No strategy meetings, ever. Create a thought and place it into a Google Doc, where in the team can contribute. One hour group sessions with ten people are ten wasted hours.
Always be pivoting. Pivot where the market is and move towards traction. Listen to the marketplace and adapt. Alexandra said she has pivoted three times to get to where she is, which she believes is the average number for a starting business.
The insightful experiences shared by the young entrepreneur were well received by MC Peter Edwards and the Creative3 audience.
Generating creativity through collaboration is James Boyce. The creative director of Grumpy Sailor works at the intersection of technology, art, design, drama and dance. For him, digital technology is a “magical toolbox” that can “open doors that you never thought possible”.
His values are informed by his experiences tinkering with prototypes and launching a number of businesses that haven’t worked. The projects that never see the light of day are the ones that inform you best, he explained.
James used the classic ‘hype cycle’ chart to track different businesses and products, such as email and Google Glass, to where they are currently placed. “Where you want to be is across the changes that are coming at you,” he said.
Use technologies to change things. Someone down the road from you has the same business as you. They are the disrupters, are working hard and and know how to adapt. Do you?
Above video: Grumpy Sailor’s Hangouts in History
James advocates Google’s mantra of ‘user first’. He uses creative insight to inform his thinking, and then learn by doing. Some simple grabs he provided included, “Don’t take a knife to a gunfight” and “You are not your idea”. Strict employee deadlines work best to re-evaluate what they are doing and prioritise time spent.
Some of his other grabs include:
- Drawing is important, your prototype should fit on a small napkin.
- Understand the state of technology, read the small detail. Keep a list of user needs.
- Seek out metaphors to convey your ideas, this will help explain what you are thinking.
- Keep and share notes.
- Get a prototype in front of real users.
- And then throw your prototype away. It’s all a learning experience.

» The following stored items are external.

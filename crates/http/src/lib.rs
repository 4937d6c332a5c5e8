//! HTTP server facade for bookshelf with Axum, error handling, and OpenAPI support.

use anyhow::Context;
use axum::{routing::get, Router};

use bookshelf_kernel::{settings::Settings, ModuleRegistry};

pub mod error;
pub mod router;

use router::RouterBuilder;

/// Start the HTTP server with the given module registry
///
/// Returns once a shutdown signal (Ctrl-C) has been received and in-flight
/// requests have completed.
pub async fn start_server(registry: &ModuleRegistry, settings: &Settings) -> anyhow::Result<()> {
    let app = build_router(registry, settings).context("failed to build HTTP router")?;

    let address = format!("{}:{}", settings.server.host, settings.server.port);
    let listener = tokio::net::TcpListener::bind(&address)
        .await
        .with_context(|| format!("failed to bind to {}", address))?;

    tracing::info!("HTTP server listening on http://{}", address);

    axum::serve(listener, app)
        .with_graceful_shutdown(shutdown_signal())
        .await
        .context("HTTP server failed")?;

    tracing::info!("HTTP server stopped");
    Ok(())
}

/// Build the main HTTP router with all module routes mounted
pub fn build_router(registry: &ModuleRegistry, settings: &Settings) -> anyhow::Result<Router> {
    let mut router_builder = RouterBuilder::new().route("/healthz", get(health_check));

    for module in registry.modules() {
        let module_name = module.name();
        tracing::info!(
            module = module_name,
            "mounting module routes under /{}",
            module_name
        );
        router_builder = router_builder.mount_module(module_name, module.routes());
    }

    let router = router_builder
        .with_openapi(registry)?
        .with_tracing()
        .with_cors()
        .with_request_id()
        .with_timeout(settings.server.request_timeout_ms)
        .build();

    Ok(router)
}

/// Health check endpoint
async fn health_check() -> &'static str {
    "ok"
}

async fn shutdown_signal() {
    if let Err(e) = tokio::signal::ctrl_c().await {
        tracing::error!(error = %e, "failed to listen for shutdown signal");
        // Without a signal handler the server keeps running until killed.
        std::future::pending::<()>().await;
    }
    tracing::info!("shutdown signal received");
}
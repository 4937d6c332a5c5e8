use std::fmt;
use std::str::FromStr;

use serde::{Deserialize, Serialize};
use thiserror::Error;

/// A book stored in the catalogue, keyed by isbn.
#[derive(Debug, Clone, PartialEq, Eq, Serialize, Deserialize, sqlx::FromRow)]
pub struct Book {
    pub isbn: String,
    pub amazon_url: String,
    pub author: String,
    pub language: String,
    pub pages: i64,
    pub publisher: String,
    pub title: String,
    pub year: i64,
}

/// Payload for creating a book. Every field is required.
#[derive(Debug, Clone, PartialEq, Eq, Serialize, Deserialize)]
pub struct NewBook {
    pub isbn: String,
    pub amazon_url: String,
    pub author: String,
    pub language: String,
    pub pages: i64,
    pub publisher: String,
    pub title: String,
    pub year: i64,
}

impl From<NewBook> for Book {
    fn from(new_book: NewBook) -> Self {
        Self {
            isbn: new_book.isbn,
            amazon_url: new_book.amazon_url,
            author: new_book.author,
            language: new_book.language,
            pages: new_book.pages,
            publisher: new_book.publisher,
            title: new_book.title,
            year: new_book.year,
        }
    }
}

/// Partial update of a book. Absent fields are left untouched.
///
/// The isbn is the key of the row and is therefore not part of the change set.
#[derive(Debug, Clone, Default, PartialEq, Eq, Serialize, Deserialize)]
pub struct BookChanges {
    #[serde(default, skip_serializing_if = "Option::is_none")]
    pub amazon_url: Option<String>,
    #[serde(default, skip_serializing_if = "Option::is_none")]
    pub author: Option<String>,
    #[serde(default, skip_serializing_if = "Option::is_none")]
    pub language: Option<String>,
    #[serde(default, skip_serializing_if = "Option::is_none")]
    pub pages: Option<i64>,
    #[serde(default, skip_serializing_if = "Option::is_none")]
    pub publisher: Option<String>,
    #[serde(default, skip_serializing_if = "Option::is_none")]
    pub title: Option<String>,
    #[serde(default, skip_serializing_if = "Option::is_none")]
    pub year: Option<i64>,
}

impl BookChanges {
    /// Column assignments for the fields present, in column order.
    pub fn assignments(&self) -> Vec<(BookColumn, ColumnValue)> {
        let text = |column, value: &Option<String>| {
            value
                .as_ref()
                .map(|v| (column, ColumnValue::Text(v.clone())))
        };
        let integer = |column, value: Option<i64>| value.map(|v| (column, ColumnValue::Integer(v)));

        [
            text(BookColumn::AmazonUrl, &self.amazon_url),
            text(BookColumn::Author, &self.author),
            text(BookColumn::Language, &self.language),
            integer(BookColumn::Pages, self.pages),
            text(BookColumn::Publisher, &self.publisher),
            text(BookColumn::Title, &self.title),
            integer(BookColumn::Year, self.year),
        ]
        .into_iter()
        .flatten()
        .collect()
    }

    pub fn is_empty(&self) -> bool {
        self.assignments().is_empty()
    }

    /// Overwrite the fields of `book` that are present in this change set.
    pub fn apply_to(&self, book: &mut Book) {
        if let Some(amazon_url) = &self.amazon_url {
            book.amazon_url = amazon_url.clone();
        }
        if let Some(author) = &self.author {
            book.author = author.clone();
        }
        if let Some(language) = &self.language {
            book.language = language.clone();
        }
        if let Some(pages) = self.pages {
            book.pages = pages;
        }
        if let Some(publisher) = &self.publisher {
            book.publisher = publisher.clone();
        }
        if let Some(title) = &self.title {
            book.title = title.clone();
        }
        if let Some(year) = self.year {
            book.year = year;
        }
    }
}

/// Rewrite whole-number floats such as `400.0` in integer columns as integers.
///
/// The schema accepts them as integers; the typed payloads would not.
pub fn normalize_integers(payload: &mut serde_json::Value) {
    let Some(object) = payload.as_object_mut() else {
        return;
    };

    for column in BookColumn::ALL.into_iter().filter(|c| c.is_integer()) {
        let Some(value) = object.get_mut(column.as_str()) else {
            continue;
        };
        if value.is_i64() || value.is_u64() {
            continue;
        }
        if let Some(number) = value.as_f64() {
            if number.fract() == 0.0 && number >= i64::MIN as f64 && number < i64::MAX as f64 {
                *value = serde_json::Value::from(number as i64);
            }
        }
    }
}

/// Columns of the `books` table.
///
/// Column names in generated SQL only ever come from this enum.
#[derive(Debug, Clone, Copy, PartialEq, Eq, PartialOrd, Ord, Hash)]
pub enum BookColumn {
    Isbn,
    AmazonUrl,
    Author,
    Language,
    Pages,
    Publisher,
    Title,
    Year,
}

impl BookColumn {
    pub const ALL: [BookColumn; 8] = [
        BookColumn::Isbn,
        BookColumn::AmazonUrl,
        BookColumn::Author,
        BookColumn::Language,
        BookColumn::Pages,
        BookColumn::Publisher,
        BookColumn::Title,
        BookColumn::Year,
    ];

    pub fn as_str(self) -> &'static str {
        match self {
            BookColumn::Isbn => "isbn",
            BookColumn::AmazonUrl => "amazon_url",
            BookColumn::Author => "author",
            BookColumn::Language => "language",
            BookColumn::Pages => "pages",
            BookColumn::Publisher => "publisher",
            BookColumn::Title => "title",
            BookColumn::Year => "year",
        }
    }

    pub fn is_integer(self) -> bool {
        matches!(self, BookColumn::Pages | BookColumn::Year)
    }

    /// Parse a raw query-string value into the column's type.
    pub fn parse_value(self, raw: &str) -> Result<ColumnValue, FilterError> {
        if self.is_integer() {
            raw.trim()
                .parse::<i64>()
                .map(ColumnValue::Integer)
                .map_err(|_| FilterError::InvalidInteger {
                    column: self.as_str(),
                    value: raw.to_string(),
                })
        } else {
            Ok(ColumnValue::Text(raw.to_string()))
        }
    }

    /// Current value of this column on `book`.
    pub fn value_of(self, book: &Book) -> ColumnValue {
        match self {
            BookColumn::Isbn => ColumnValue::Text(book.isbn.clone()),
            BookColumn::AmazonUrl => ColumnValue::Text(book.amazon_url.clone()),
            BookColumn::Author => ColumnValue::Text(book.author.clone()),
            BookColumn::Language => ColumnValue::Text(book.language.clone()),
            BookColumn::Pages => ColumnValue::Integer(book.pages),
            BookColumn::Publisher => ColumnValue::Text(book.publisher.clone()),
            BookColumn::Title => ColumnValue::Text(book.title.clone()),
            BookColumn::Year => ColumnValue::Integer(book.year),
        }
    }
}

impl fmt::Display for BookColumn {
    fn fmt(&self, f: &mut fmt::Formatter<'_>) -> fmt::Result {
        f.write_str(self.as_str())
    }
}

impl FromStr for BookColumn {
    type Err = FilterError;

    fn from_str(name: &str) -> Result<Self, Self::Err> {
        BookColumn::ALL
            .into_iter()
            .find(|column| column.as_str() == name)
            .ok_or_else(|| FilterError::UnknownColumn(name.to_string()))
    }
}

/// A typed value for one column.
#[derive(Debug, Clone, PartialEq, Eq)]
pub enum ColumnValue {
    Text(String),
    Integer(i64),
}

#[derive(Debug, Error, PartialEq, Eq)]
pub enum FilterError {
    #[error("unknown filter column '{0}'")]
    UnknownColumn(String),

    #[error("filter '{column}' expects an integer, got '{value}'")]
    InvalidInteger { column: &'static str, value: String },
}

/// Equality conditions on book columns, combined with AND.
#[derive(Debug, Clone, Default, PartialEq, Eq)]
pub struct BookFilter {
    conditions: Vec<(BookColumn, ColumnValue)>,
}

impl BookFilter {
    /// A filter matching every book.
    pub fn all() -> Self {
        Self::default()
    }

    /// Build a filter from query-string pairs keyed by column name.
    ///
    /// A repeated key contributes one condition per occurrence.
    pub fn from_params(params: &[(String, String)]) -> Result<Self, FilterError> {
        let conditions = params
            .iter()
            .map(|(name, raw)| {
                let column: BookColumn = name.parse()?;
                Ok((column, column.parse_value(raw)?))
            })
            .collect::<Result<Vec<_>, FilterError>>()?;

        Ok(Self { conditions })
    }

    /// Add an equality condition.
    pub fn with(mut self, column: BookColumn, value: ColumnValue) -> Self {
        self.conditions.push((column, value));
        self
    }

    pub fn conditions(&self) -> &[(BookColumn, ColumnValue)] {
        &self.conditions
    }

    pub fn is_empty(&self) -> bool {
        self.conditions.is_empty()
    }

    pub fn matches(&self, book: &Book) -> bool {
        self.conditions
            .iter()
            .all(|(column, value)| column.value_of(book) == *value)
    }
}

/// `GET /books` response body.
#[derive(Debug, Clone, Serialize, Deserialize)]
pub struct BooksResponse {
    pub books: Vec<Book>,
}

/// Single-book response body.
#[derive(Debug, Clone, Serialize, Deserialize)]
pub struct BookResponse {
    pub book: Book,
}

/// Plain message response body.
#[derive(Debug, Clone, Serialize, Deserialize)]
pub struct MessageResponse {
    pub message: String,
}

#[cfg(test)]
mod tests {
    use super::*;
    use pretty_assertions::assert_eq;
    use rstest::rstest;

    fn sample_book() -> Book {
        Book {
            isbn: "DM062865".to_string(),
            amazon_url: "https://amazon.com/x".to_string(),
            author: "Myatt".to_string(),
            language: "English".to_string(),
            pages: 400,
            publisher: "ChiBorn".to_string(),
            title: "Dad's First Published".to_string(),
            year: 2021,
        }
    }

    fn params(pairs: &[(&str, &str)]) -> Vec<(String, String)> {
        pairs
            .iter()
            .map(|(k, v)| (k.to_string(), v.to_string()))
            .collect()
    }

    #[test]
    fn empty_params_match_everything() {
        let filter = BookFilter::from_params(&[]).unwrap();
        assert!(filter.is_empty());
        assert!(filter.matches(&sample_book()));
    }

    #[rstest]
    #[case(&[("author", "Myatt")], true)]
    #[case(&[("author", "Myatt"), ("year", "2021")], true)]
    #[case(&[("author", "Myatt"), ("year", "2020")], false)]
    #[case(&[("pages", " 400 ")], true)]
    #[case(&[("language", "english")], false)]
    #[case(&[("author", "Myatt"), ("author", "Someone Else")], false)]
    #[case(&[("author", "Myatt"), ("author", "Myatt")], true)]
    fn filters_combine_with_and(#[case] pairs: &[(&str, &str)], #[case] expected: bool) {
        let filter = BookFilter::from_params(&params(pairs)).unwrap();
        assert_eq!(filter.matches(&sample_book()), expected);
    }

    #[test]
    fn unknown_column_is_rejected() {
        let err = BookFilter::from_params(&params(&[("isbn; DROP TABLE books", "x")])).unwrap_err();
        assert_eq!(
            err,
            FilterError::UnknownColumn("isbn; DROP TABLE books".to_string())
        );
    }

    #[test]
    fn non_numeric_integer_filter_is_rejected() {
        let err = BookFilter::from_params(&params(&[("pages", "many")])).unwrap_err();
        assert_eq!(
            err,
            FilterError::InvalidInteger {
                column: "pages",
                value: "many".to_string()
            }
        );
    }

    #[test]
    fn repeated_keys_are_all_kept() {
        let filter =
            BookFilter::from_params(&params(&[("author", "A"), ("author", "B")])).unwrap();
        assert_eq!(filter.conditions().len(), 2);
    }

    #[test]
    fn whole_number_floats_become_integers() {
        let mut payload = serde_json::json!({ "pages": 400.0, "year": 2019.5, "title": 1.0 });
        normalize_integers(&mut payload);

        assert_eq!(
            payload,
            serde_json::json!({ "pages": 400, "year": 2019.5, "title": 1.0 })
        );
    }

    #[test]
    fn changes_only_touch_present_fields() {
        let changes = BookChanges {
            title: Some("Second Edition".to_string()),
            year: Some(2024),
            ..BookChanges::default()
        };
        let mut book = sample_book();
        changes.apply_to(&mut book);

        assert_eq!(book.title, "Second Edition");
        assert_eq!(book.year, 2024);
        assert_eq!(book.author, "Myatt");
        assert_eq!(
            changes.assignments(),
            vec![
                (BookColumn::Title, ColumnValue::Text("Second Edition".to_string())),
                (BookColumn::Year, ColumnValue::Integer(2024)),
            ]
        );
    }
}
use std::path::PathBuf;

use anyhow::Context;
use bookshelf_app::{modules::books::schema::BookSchema, modules::books::schema::ValidationMode};
use clap::{Parser, Subcommand};

#[derive(Parser)]
#[command(name = "bookshelf-cli", version, about = "Operate the bookshelf service")]
struct Cli {
    #[command(subcommand)]
    command: Command,
}

#[derive(Subcommand)]
enum Command {
    /// Run the HTTP server
    Serve,
    /// Apply pending database migrations and exit
    Migrate,
    /// Check a JSON book payload against the configured schema
    Validate {
        /// Path to the JSON payload
        file: PathBuf,
        /// Validate as a partial update instead of a create
        #[arg(long)]
        update: bool,
    },
}

#[tokio::main]
async fn main() -> anyhow::Result<()> {
    let cli = Cli::parse();

    let settings = bookshelf_kernel::settings::Settings::load()
        .with_context(|| "failed to load bookshelf settings")?;
    bookshelf_telemetry::init(&settings.telemetry)?;

    match cli.command {
        Command::Serve => {
            let app = bookshelf_app::Application::bootstrap(settings).await?;
            app.serve().await
        }
        Command::Migrate => {
            let applied = bookshelf_app::app::migrate(&settings).await?;
            println!("applied {} migration(s)", applied);
            Ok(())
        }
        Command::Validate { file, update } => {
            let schema = BookSchema::load(settings.books.schema_path.as_deref())
                .with_context(|| "failed to load book schema")?;
            let document = std::fs::read_to_string(&file)
                .with_context(|| format!("failed to read {}", file.display()))?;
            let payload: serde_json::Value = serde_json::from_str(&document)
                .with_context(|| format!("{} is not valid JSON", file.display()))?;

            let mode = if update {
                ValidationMode::Update
            } else {
                ValidationMode::Create
            };
            let report = schema.validate(&payload, mode);

            if report.is_valid() {
                println!("{}: valid", file.display());
                return Ok(());
            }

            for error in report.errors() {
                eprintln!("{}", error);
            }
            anyhow::bail!(
                "{}: {} schema violation(s)",
                file.display(),
                report.errors().len()
            )
        }
    }
}
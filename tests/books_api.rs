//! End-to-end tests of the books API over an in-memory SQLite database.

use std::path::Path;

use axum::{
    body::Body,
    http::{Request, StatusCode},
    response::Response,
    Router,
};
use bookshelf_app::{
    modules::books::models::{Book, BookResponse, BooksResponse, MessageResponse},
    Application,
};
use bookshelf_kernel::settings::Settings;
use pretty_assertions::assert_eq;
use serde::de::DeserializeOwned;
use serde_json::{json, Value};
use tower::ServiceExt;

async fn test_app() -> Router {
    let mut settings = Settings::default();
    settings.database.url = "sqlite::memory:".to_string();

    let app = Application::bootstrap(settings).await.unwrap();
    assert!(app.registry().get_module("books").is_some());
    app.router().unwrap()
}

async fn shipped_config_app() -> Router {
    let config_dir = Path::new(env!("CARGO_MANIFEST_DIR")).join("config");
    let mut settings = Settings::from_dir(&config_dir, "local").unwrap();
    settings.database.url = "sqlite::memory:".to_string();

    Application::bootstrap(settings).await.unwrap().router().unwrap()
}

fn scenario_book() -> Value {
    json!({
        "isbn": "DM062865",
        "amazon_url": "https://amazon.com/x",
        "author": "Myatt",
        "language": "English",
        "pages": 400,
        "publisher": "ChiBorn",
        "title": "Dad's First Published",
        "year": 2021
    })
}

async fn send(app: &Router, method: &str, uri: &str, body: Option<Value>) -> Response {
    let builder = Request::builder().method(method).uri(uri);
    let request = match body {
        Some(body) => builder
            .header("content-type", "application/json")
            .body(Body::from(body.to_string())),
        None => builder.body(Body::empty()),
    }
    .unwrap();

    app.clone().oneshot(request).await.unwrap()
}

async fn read_json<T: DeserializeOwned>(response: Response) -> T {
    let bytes = axum::body::to_bytes(response.into_body(), usize::MAX)
        .await
        .unwrap();
    serde_json::from_slice(&bytes).unwrap()
}

#[tokio::test]
async fn book_lifecycle_scenario() {
    let app = test_app().await;

    let response = send(&app, "POST", "/books", Some(scenario_book())).await;
    assert_eq!(response.status(), StatusCode::CREATED);
    let created: BookResponse = read_json(response).await;
    let expected: Book = serde_json::from_value(scenario_book()).unwrap();
    assert_eq!(created.book, expected);

    let response = send(&app, "GET", "/books", None).await;
    assert_eq!(response.status(), StatusCode::OK);
    let listed: Value = read_json(response).await;
    let books = listed["books"].as_array().unwrap();
    assert_eq!(books.len(), 1);
    assert!(books[0].get("amazon_url").is_some());

    let response = send(&app, "GET", "/books/DM062865", None).await;
    assert_eq!(response.status(), StatusCode::OK);
    let fetched: BookResponse = read_json(response).await;
    assert_eq!(fetched.book, expected);

    let response = send(&app, "DELETE", "/books/DM062865", None).await;
    assert_eq!(response.status(), StatusCode::OK);
    let deleted: MessageResponse = read_json(response).await;
    assert_eq!(deleted.message, "Book deleted");

    let response = send(&app, "GET", "/books/DM062865", None).await;
    assert_eq!(response.status(), StatusCode::NOT_FOUND);
}

#[tokio::test]
async fn unknown_isbn_is_404_for_get_put_and_delete() {
    let app = test_app().await;

    let get = send(&app, "GET", "/books/24", None).await;
    let put = send(&app, "PUT", "/books/24", Some(json!({ "year": 2019 }))).await;
    let delete = send(&app, "DELETE", "/books/24", None).await;

    assert_eq!(get.status(), StatusCode::NOT_FOUND);
    assert_eq!(put.status(), StatusCode::NOT_FOUND);
    assert_eq!(delete.status(), StatusCode::NOT_FOUND);
}

#[tokio::test]
async fn invalid_create_leaves_storage_untouched() {
    let app = test_app().await;

    let response = send(&app, "POST", "/books", Some(json!({ "title": "Money Being Made" }))).await;
    assert_eq!(response.status(), StatusCode::BAD_REQUEST);

    let listed: BooksResponse = read_json(send(&app, "GET", "/books", None).await).await;
    assert!(listed.books.is_empty());
}

#[tokio::test]
async fn invalid_update_leaves_row_untouched() {
    let app = test_app().await;
    send(&app, "POST", "/books", Some(scenario_book())).await;

    let response = send(
        &app,
        "PUT",
        "/books/DM062865",
        Some(json!({ "author": 42, "pages": 0 })),
    )
    .await;
    assert_eq!(response.status(), StatusCode::BAD_REQUEST);

    let fetched: BookResponse = read_json(send(&app, "GET", "/books/DM062865", None).await).await;
    assert_eq!(fetched.book.author, "Myatt");
    assert_eq!(fetched.book.pages, 400);
}

#[tokio::test]
async fn update_then_filter_by_new_values() {
    let app = test_app().await;
    send(&app, "POST", "/books", Some(scenario_book())).await;

    let mut second = scenario_book();
    second["isbn"] = json!("123456789");
    second["author"] = json!("Green Back");
    second["language"] = json!("Spanish");
    second["year"] = json!(1965);
    send(&app, "POST", "/books", Some(second)).await;

    let response = send(
        &app,
        "PUT",
        "/books/DM062865",
        Some(json!({ "language": "Swahili", "year": 2019 })),
    )
    .await;
    assert_eq!(response.status(), StatusCode::OK);
    let updated: BookResponse = read_json(response).await;
    assert_eq!(updated.book.language, "Swahili");
    assert_eq!(updated.book.year, 2019);

    let filtered: BooksResponse =
        read_json(send(&app, "GET", "/books?language=Swahili&year=2019", None).await).await;
    assert_eq!(filtered.books.len(), 1);
    assert_eq!(filtered.books[0].isbn, "DM062865");

    let none: BooksResponse =
        read_json(send(&app, "GET", "/books?language=Swahili&year=1965", None).await).await;
    assert!(none.books.is_empty());

    let bad = send(&app, "GET", "/books?year=recent", None).await;
    assert_eq!(bad.status(), StatusCode::BAD_REQUEST);
}

#[tokio::test]
async fn duplicate_create_is_a_conflict() {
    let app = test_app().await;

    let first = send(&app, "POST", "/books", Some(scenario_book())).await;
    let second = send(&app, "POST", "/books", Some(scenario_book())).await;

    assert_eq!(first.status(), StatusCode::CREATED);
    assert_eq!(second.status(), StatusCode::CONFLICT);
}

#[tokio::test]
async fn health_and_openapi_are_served() {
    let app = test_app().await;

    let health = send(&app, "GET", "/healthz", None).await;
    assert_eq!(health.status(), StatusCode::OK);

    let doc: Value = read_json(send(&app, "GET", "/docs/openapi.json", None).await).await;
    assert!(doc["paths"]["/books"]["post"].is_object());
    assert!(doc["paths"]["/books/{isbn}"]["put"].is_object());
    assert!(doc["components"]["schemas"]["Book"].is_object());
}

#[tokio::test]
async fn shipped_config_bootstraps_and_validates() {
    let app = shipped_config_app().await;

    let created = send(&app, "POST", "/books", Some(scenario_book())).await;
    assert_eq!(created.status(), StatusCode::CREATED);

    let mut extra = scenario_book();
    extra["isbn"] = json!("123456789");
    extra["rating"] = json!(5);
    let rejected = send(&app, "POST", "/books", Some(extra)).await;
    assert_eq!(rejected.status(), StatusCode::BAD_REQUEST);
}

#[tokio::test]
async fn put_without_body_on_unknown_isbn_is_404() {
    let app = test_app().await;

    let response = send(&app, "PUT", "/books/24", None).await;

    assert_eq!(response.status(), StatusCode::NOT_FOUND);
}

Finishing the speaker presentations was QUT Industrial Design graduate Jared Fossey with Kate Symons. They are custom experience designers bringing design-led thinking to Bupa Australia.
According to Kate, the health care sector needs creatives and designers to improve patient health experiences. Bupa has given a mandate to transform the way the business works, and design practice will lead. Their aim is to marry business and design together. They want to encourage enthusiasm in the organisation, but ensure it is focused on productive behaviour providing business value.
They summarised the ‘good, the bad and the ugly’ of working inside a large corporate organisation. They were encouraged that design methodology is valued outside the traditional design industry, but there are still some hurdles to jump.
Talking the same language as business is a top priority. In general, measurement of value from design can be “shady”; sometimes there is a lack of business maturity; the presence of hype mentality can be a problem; and tangible examples are hard to find.
When businesses ask “what’s the ROI?”, it can slow the pace of change. The design duo’s goal has been discovering the corporate value of customer empathy, and then describing its impact on revenue to the board.
You don’t need to sell your soul to work in big businesses, they explained.
Creative3’s final session is a workshop on creative digital engagement for brands and retail, hosted by Holition’s Jonathan Chippendale.